Pamiętacie „Kabaret” z Lizą Minnelli? Ten sam reżyser stworzył coś jeszcze lepszego. Portret własnego życia na scenie. Nie tylko musical, ale też opowieść o tym, skąd w ogóle biorą się musicale i jakim kosztem powstają. Mój ulubiony film wszech czasów, „Cały ten zgiełk”, jest wzorem, jak powinien wyglądać najbardziej wypasiony pogrzeb. Arcydzieło kina skończyło właśnie 40 lat.
Mam dla was zagadkę: co to za śmierć, którą świętujemy w brokacie i cekinach? Na jaki pogrzeb przychodzimy w dekoltach i kabaretkach? Zamiast płakać i się żegnać, cieszymy się, że odchodzi. Oczywiście, wiecie. To sylwester. Kres roku, zgon postanowień, koniec nadziei.

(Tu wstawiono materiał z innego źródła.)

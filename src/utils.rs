pub mod datetime;
pub mod financial;
pub mod net;
pub mod stats;
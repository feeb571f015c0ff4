use serde::{Deserialize, Serialize};

#[derive(Clone, Debug, Deserialize, PartialEq, Serialize)]
pub struct DividendRecord {
    pub date: String,
    pub dividend: f64,
}

#[derive(Clone, Debug, Default, Deserialize, PartialEq, Serialize)]
pub struct DividendHistory {
    pub symbol: String,
    pub dividends: Vec<DividendRecord>,
}

/// A dividend as reported, before any split adjustment.
#[derive(Clone, Debug, PartialEq)]
pub struct DividendEvent {
    pub date_ms: i64,
    pub amount: f64,
}

#[derive(Clone, Debug, PartialEq)]
pub struct SplitEvent {
    pub date_ms: i64,
    pub ratio: f64,
}

impl DividendHistory {
    pub fn empty(symbol: &str) -> Self {
        Self {
            symbol: symbol.to_string(),
            dividends: vec![],
        }
    }

    pub fn amounts(&self) -> Vec<f64> {
        self.dividends.iter().map(|d| d.dividend).collect()
    }
}
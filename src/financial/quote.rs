use std::collections::HashMap;

use futures::future::join_all;
use itertools::Itertools;
use log::{debug, warn};

use crate::{
    cache::{QUOTE_TTL, cache_key},
    data::quote::Quote,
    ds::yahoo::QuoteEnvelope,
    error::DfResult,
    financial::MarketData,
};

impl MarketData {
    /// Latest quote for `symbol`, served from cache for up to 10 seconds.
    ///
    /// Quotes back headline figures, so any failure (exhausted retries, a non-2xx response,
    /// an unparsable body) is returned to the caller rather than papered over.
    pub async fn fetch_quote(&self, symbol: &str) -> DfResult<Quote> {
        let key = cache_key("quote", symbol);
        if let Some(quote) = self.caches.quotes.get(&key, QUOTE_TTL) {
            return Ok(quote);
        }

        let url = self.client.quote_url(symbol)?;
        let response = self.client.call_api_ok(&url).await?;
        let envelope: QuoteEnvelope = response.json()?;
        let quote = envelope.into_quote(symbol);

        self.caches.quotes.set(&key, quote.clone());

        Ok(quote)
    }

    /// Quotes for all `symbols`, fetching cache misses concurrently. A symbol that cannot be
    /// fetched is still present, with every field but `symbol` empty.
    pub async fn fetch_batch_quotes(&self, symbols: &[String]) -> HashMap<String, Quote> {
        let mut results: HashMap<String, Quote> = HashMap::with_capacity(symbols.len());
        let mut misses: Vec<&str> = vec![];

        for symbol in symbols.iter().unique() {
            let key = cache_key("quote", symbol);
            match self.caches.quotes.get(&key, QUOTE_TTL) {
                Some(quote) => {
                    results.insert(symbol.to_string(), quote);
                }
                None => misses.push(symbol),
            }
        }

        debug!(
            "[Quote] Batch of {}: {} cached, {} to fetch",
            symbols.len(),
            results.len(),
            misses.len()
        );

        let fetched = join_all(misses.into_iter().map(|symbol| async move {
            (symbol, self.fetch_quote(symbol).await)
        }))
        .await;

        for (symbol, result) in fetched {
            let quote = result.unwrap_or_else(|err| {
                warn!("[Quote] Fetch failed for {symbol}: {err}");
                Quote::empty(symbol)
            });
            results.insert(symbol.to_string(), quote);
        }

        results
    }
}

#[cfg(test)]
mod tests {
    use crate::{
        data::quote::Quote,
        error::DfError,
        financial::tests::market_data,
        utils::net::tests::Step,
    };

    const SCHD_BODY: &str = r#"{"quoteResponse":{"result":[{"regularMarketPrice":27.5,"regularMarketChange":0.12,"regularMarketPreviousClose":27.38,"currency":"USD","fullExchangeName":"NYSEArca"}]}}"#;

    #[tokio::test(start_paused = true)]
    async fn test_fetch_quote_maps_and_caches() {
        let (market, transport) = market_data(vec![Step::Status(200, SCHD_BODY)]);

        let quote = market.fetch_quote("SCHD").await.unwrap();
        assert_eq!(
            quote,
            Quote {
                symbol: "SCHD".to_string(),
                price: Some(27.5),
                price_change: Some(0.12),
                previous_close: Some(27.38),
                currency: Some("USD".to_string()),
                exchange: Some("NYSEArca".to_string()),
            }
        );

        let cached = market.fetch_quote("SCHD").await.unwrap();
        assert_eq!(cached, quote);
        assert_eq!(transport.call_count(), 1);

        let calls = transport.calls.lock().unwrap();
        assert!(calls[0].1.ends_with("/v7/finance/quote?symbols=SCHD"));
    }

    #[tokio::test(start_paused = true)]
    async fn test_fetch_quote_without_result_is_all_none() {
        let (market, _) = market_data(vec![Step::Status(200, r#"{"quoteResponse":{}}"#)]);

        assert_eq!(market.fetch_quote("ZZZZ").await.unwrap(), Quote::empty("ZZZZ"));
    }

    #[tokio::test(start_paused = true)]
    async fn test_fetch_quote_rejects_failures() {
        let (market, transport) = market_data(vec![Step::Status(404, "")]);
        assert!(matches!(
            market.fetch_quote("GONE").await,
            Err(DfError::HttpStatusError { .. })
        ));
        assert_eq!(transport.call_count(), 1);

        let (market, _) = market_data(vec![Step::Status(200, "<html>")]);
        assert!(matches!(
            market.fetch_quote("HTML").await,
            Err(DfError::SerdeJsonError(_))
        ));
        assert!(market.caches().quotes.is_empty());
    }

    #[tokio::test(start_paused = true)]
    async fn test_batch_quotes_degrade_failed_symbol() {
        // the first request succeeds, the second symbol fails on every attempt
        let (market, transport) = market_data(vec![
            Step::Status(200, SCHD_BODY),
            Step::Fail,
            Step::Fail,
            Step::Fail,
            Step::Fail,
        ]);
        let symbols = vec!["AAA".to_string(), "BBB".to_string()];

        let quotes = market.fetch_batch_quotes(&symbols).await;

        assert_eq!(quotes.len(), 2);
        assert_eq!(quotes["AAA"].price, Some(27.5));
        assert_eq!(quotes["AAA"].symbol, "AAA");
        assert_eq!(quotes["BBB"], Quote::empty("BBB"));
        assert_eq!(transport.call_count(), 5);
    }

    #[tokio::test(start_paused = true)]
    async fn test_batch_quotes_use_fresh_cache() {
        let (market, transport) = market_data(vec![]);
        market
            .caches()
            .quotes
            .set("quote:VYM", Quote::empty("VYM"));

        let quotes = market
            .fetch_batch_quotes(&["VYM".to_string(), "VYM".to_string()])
            .await;

        assert_eq!(quotes.len(), 1);
        assert_eq!(transport.call_count(), 0);
    }
}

Zawsze wtedy wieczorem, gdy zakładam szałową kieckę i wygładzam rajstopy, zastanawiam się, dlaczego nie wygląda tak każdy pogrzeb. Jak wystrzałowa impreza, musical w pełnym rynsztunku: uszminkowany, kampowy, z lśniącym pazurem. Na takie pochówki przychodziłabym z wielką chęcią. Podrygiwałabym w kondukcie żałobnym, łapiąc za ręce obcych i dołączając do węża jak z „8 i 1/2” Felliniego. Na pewno zmarli nie mieliby nic przeciwko. Ja w każdym razie chciałabym mieć taki pogrzeb.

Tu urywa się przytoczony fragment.